A person has a soul irrespective of MY belief system. A soul does not exist because my, Mark Kasper's, belief causes it to exist. A fetus is not a child because my mental belief causes it to be so. Don't attribute so much power to belief systems - at least not the ex nihilo power of my own.

Finally, there are people in the world killing their own children...and Nance nails me as an advocate of trench warfare. She cleverly ferreted out the truly evil one - Mark Kasper - who would dare to advocate for the burial of children, an act others would refuse.

Jill

A piano is not the life of a child a mother carried in her womb, created within the union of two grieving adults who have a set of faith beliefs they cherish and live their lives by.

If we use your metaphor, what's wrong with a woman saying she has no use for the life she carries inside her and aborting it? It's her "property", after all...that sounds more like the kind of thing an abortion-supporter would say than a pro-lifer. Bad metaphor in the context of this discussion.

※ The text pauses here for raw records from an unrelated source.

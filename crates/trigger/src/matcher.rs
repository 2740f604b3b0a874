//! Decides whether a job definition fires for a push.

use crate::changes::ChangedFiles;
use crate::definition::JobDefinition;
use crate::TriggerError;

/// Returns `true` when `definition` should run for a push to `branch`.
///
/// The branch filter is checked first and the change set is only requested
/// when the branch matches and the definition declares path filters. Errors
/// from the change-set provider are returned unchanged.
pub fn should_run(
    definition: &JobDefinition,
    branch: &str,
    changes: &ChangedFiles<'_>,
) -> Result<bool, TriggerError> {
    if !definition.branches().matches(branch) {
        return Ok(false);
    }
    if definition.paths().is_empty() {
        return Ok(true);
    }
    let changes = changes.get()?;
    Ok(definition.paths().matches(changes))
}
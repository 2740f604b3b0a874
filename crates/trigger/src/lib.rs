//! Push-event trigger domain.
//!
//! Given a push notification, this crate works out which post-push job
//! definitions should fire, builds one job request per match and submits each
//! to a job store with bounded retry, stopping at the first failure.
//!
//! ## Architectural Layer
//!
//! **Business logic + port definitions.** This crate performs no I/O. The job
//! catalog and the job store are reached through the traits in [`store`];
//! infrastructure crates supply the implementations.
//!
//! ## Module Layout
//!
//! | Module | Contents |
//! |--------|----------|
//! | [`identifiers`] | `JobName`, `RepositoryId`, `JobId` |
//! | [`event`] | The normalised `PushEvent` |
//! | [`changes`] | `ChangeSet` extraction and the memoised `ChangedFiles` provider |
//! | [`refs`] | `Refs` derived from a push |
//! | [`definition`] | `JobDefinition` with branch and path filters |
//! | [`matcher`] | `should_run` |
//! | [`job`] | `JobRequest` construction |
//! | [`store`] | `JobStore` / `JobCatalog` ports and `StoreError` |
//! | [`context`] | Cancellation and deadline handle |
//! | [`submit`] | Retrying submission |
//! | [`orchestrator`] | `PushTrigger`, the entry point |
//! | [`catalog`] | Config-backed `StaticJobCatalog` |
//! | [`config`] | `TriggerConfig` |
//! | [`errors`] | `TriggerError`, `RetryPolicy` |
//! | [`fakes`] | In-memory `MemoryJobStore` for tests |

pub mod catalog;
pub mod changes;
pub mod config;
pub mod context;
pub mod definition;
pub mod errors;
pub mod event;
pub mod fakes;
pub mod identifiers;
pub mod job;
pub mod matcher;
pub mod orchestrator;
pub mod refs;
pub mod store;
pub mod submit;

// Re-export everything at the crate root for ergonomic usage by downstream crates.
pub use catalog::StaticJobCatalog;
pub use changes::{ChangeSet, ChangedFiles};
pub use config::{SchedulerConfig, TriggerConfig};
pub use context::Context;
pub use definition::{BranchFilter, JobDefinition, JobDefinitionConfig, PathFilter};
pub use errors::{RetryPolicy, TriggerError};
pub use event::{PushCommit, PushEvent, PushRepository, ZERO_SHA};
pub use identifiers::{JobId, JobName, RepositoryId};
pub use job::{JobKind, JobRequest, EVENT_GUID_LABEL};
pub use matcher::should_run;
pub use orchestrator::{PushTrigger, TriggerClients, TriggerOutcome};
pub use refs::Refs;
pub use store::{BaseShaProvider, JobCatalog, JobStore, StoreError};
pub use submit::{submit, SubmitConfig, SubmitPolicy};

I do agree with Nance that the particular situation she outlines depicts some very offensive and arrogant behavior on the part of a group of other people. The decisions of parents who have lost a child through miscarriage, consulted with their minister, rabbi or priest, and made their wishes known, supercede those of any other party. If you want the right to bury your miscarried child's remains in a religious service, don't deny other parents the right not to have their child buried, especially in a religious ceremony not of their faith. To do so shows apalling arrogance and also implies a judgement, as Nance has said.

I also don't think this discussion has as much to do with abortion as it would seem. It has to do with supremacy of parental rights, and contractual issues with mortuaries hired to dispose of medical waste. Just because there are fetal remains involved doesn't mean it's automatically part of the abortion debate.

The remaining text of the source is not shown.